**Work to be completed:**
Go through the material below and return each line with the string "PathBuf" in it.

**Data for this exercise:**
--
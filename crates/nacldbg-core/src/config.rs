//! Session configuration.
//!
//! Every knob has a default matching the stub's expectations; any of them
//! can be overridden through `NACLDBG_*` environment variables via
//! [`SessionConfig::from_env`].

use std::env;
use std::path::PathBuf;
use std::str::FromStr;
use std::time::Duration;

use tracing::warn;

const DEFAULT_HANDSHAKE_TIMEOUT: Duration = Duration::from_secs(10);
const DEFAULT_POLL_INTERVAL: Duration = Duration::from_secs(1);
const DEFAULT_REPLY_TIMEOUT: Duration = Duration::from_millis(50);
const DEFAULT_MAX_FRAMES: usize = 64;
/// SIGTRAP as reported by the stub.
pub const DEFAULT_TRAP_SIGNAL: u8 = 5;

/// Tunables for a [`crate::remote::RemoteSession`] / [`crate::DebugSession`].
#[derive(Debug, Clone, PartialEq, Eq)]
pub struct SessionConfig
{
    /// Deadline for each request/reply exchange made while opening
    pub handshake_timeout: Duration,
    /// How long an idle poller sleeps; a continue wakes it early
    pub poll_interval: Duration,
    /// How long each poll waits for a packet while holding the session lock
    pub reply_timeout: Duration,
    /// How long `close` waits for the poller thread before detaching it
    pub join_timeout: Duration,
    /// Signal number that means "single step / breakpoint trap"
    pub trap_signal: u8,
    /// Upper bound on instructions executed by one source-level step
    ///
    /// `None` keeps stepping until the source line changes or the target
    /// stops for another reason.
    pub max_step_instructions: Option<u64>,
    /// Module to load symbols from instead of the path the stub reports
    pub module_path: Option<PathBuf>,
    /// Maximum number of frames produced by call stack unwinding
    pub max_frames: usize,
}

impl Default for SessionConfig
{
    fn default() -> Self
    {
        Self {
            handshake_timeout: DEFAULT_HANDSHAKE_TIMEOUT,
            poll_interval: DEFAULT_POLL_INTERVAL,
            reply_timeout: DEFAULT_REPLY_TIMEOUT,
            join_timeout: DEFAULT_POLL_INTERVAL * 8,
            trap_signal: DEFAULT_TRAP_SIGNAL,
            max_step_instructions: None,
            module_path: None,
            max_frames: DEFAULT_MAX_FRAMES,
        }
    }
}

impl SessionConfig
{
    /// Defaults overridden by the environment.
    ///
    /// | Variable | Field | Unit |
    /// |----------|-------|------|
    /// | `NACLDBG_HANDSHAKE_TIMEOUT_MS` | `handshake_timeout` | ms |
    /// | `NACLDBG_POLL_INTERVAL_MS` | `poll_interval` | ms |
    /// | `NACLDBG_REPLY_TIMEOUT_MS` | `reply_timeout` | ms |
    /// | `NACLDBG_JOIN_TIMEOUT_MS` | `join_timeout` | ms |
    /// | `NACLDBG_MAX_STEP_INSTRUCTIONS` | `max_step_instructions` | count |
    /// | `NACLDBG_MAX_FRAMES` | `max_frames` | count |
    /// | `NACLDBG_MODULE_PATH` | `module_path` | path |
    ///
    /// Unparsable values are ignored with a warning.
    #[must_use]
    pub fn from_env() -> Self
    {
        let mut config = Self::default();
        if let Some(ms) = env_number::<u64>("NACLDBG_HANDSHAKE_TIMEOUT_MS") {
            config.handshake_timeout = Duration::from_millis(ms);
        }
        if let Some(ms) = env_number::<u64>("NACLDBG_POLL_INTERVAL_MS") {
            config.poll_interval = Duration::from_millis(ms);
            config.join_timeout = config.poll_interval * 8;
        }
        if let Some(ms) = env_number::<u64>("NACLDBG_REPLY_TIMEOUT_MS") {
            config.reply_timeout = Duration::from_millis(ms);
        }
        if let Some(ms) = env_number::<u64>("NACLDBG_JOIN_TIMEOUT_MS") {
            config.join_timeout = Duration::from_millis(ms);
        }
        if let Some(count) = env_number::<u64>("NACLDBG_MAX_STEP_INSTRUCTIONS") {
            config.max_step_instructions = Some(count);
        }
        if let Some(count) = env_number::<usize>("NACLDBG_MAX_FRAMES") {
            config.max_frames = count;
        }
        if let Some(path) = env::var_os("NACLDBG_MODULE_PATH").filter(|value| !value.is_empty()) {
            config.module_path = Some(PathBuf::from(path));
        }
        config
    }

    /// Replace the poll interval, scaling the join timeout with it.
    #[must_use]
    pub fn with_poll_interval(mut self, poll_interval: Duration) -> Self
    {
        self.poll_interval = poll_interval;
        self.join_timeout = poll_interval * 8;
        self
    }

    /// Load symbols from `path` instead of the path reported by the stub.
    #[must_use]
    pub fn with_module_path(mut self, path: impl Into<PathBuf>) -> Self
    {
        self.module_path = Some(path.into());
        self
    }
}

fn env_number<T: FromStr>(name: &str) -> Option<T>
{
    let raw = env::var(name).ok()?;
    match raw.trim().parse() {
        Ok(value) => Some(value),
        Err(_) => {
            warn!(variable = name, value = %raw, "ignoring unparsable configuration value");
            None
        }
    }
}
--
**Answer for this exercise:**
use std::path::PathBuf;
    pub module_path: Option<PathBuf>,
            config.module_path = Some(PathBuf::from(path));
    pub fn with_module_path(mut self, path: impl Into<PathBuf>) -> Self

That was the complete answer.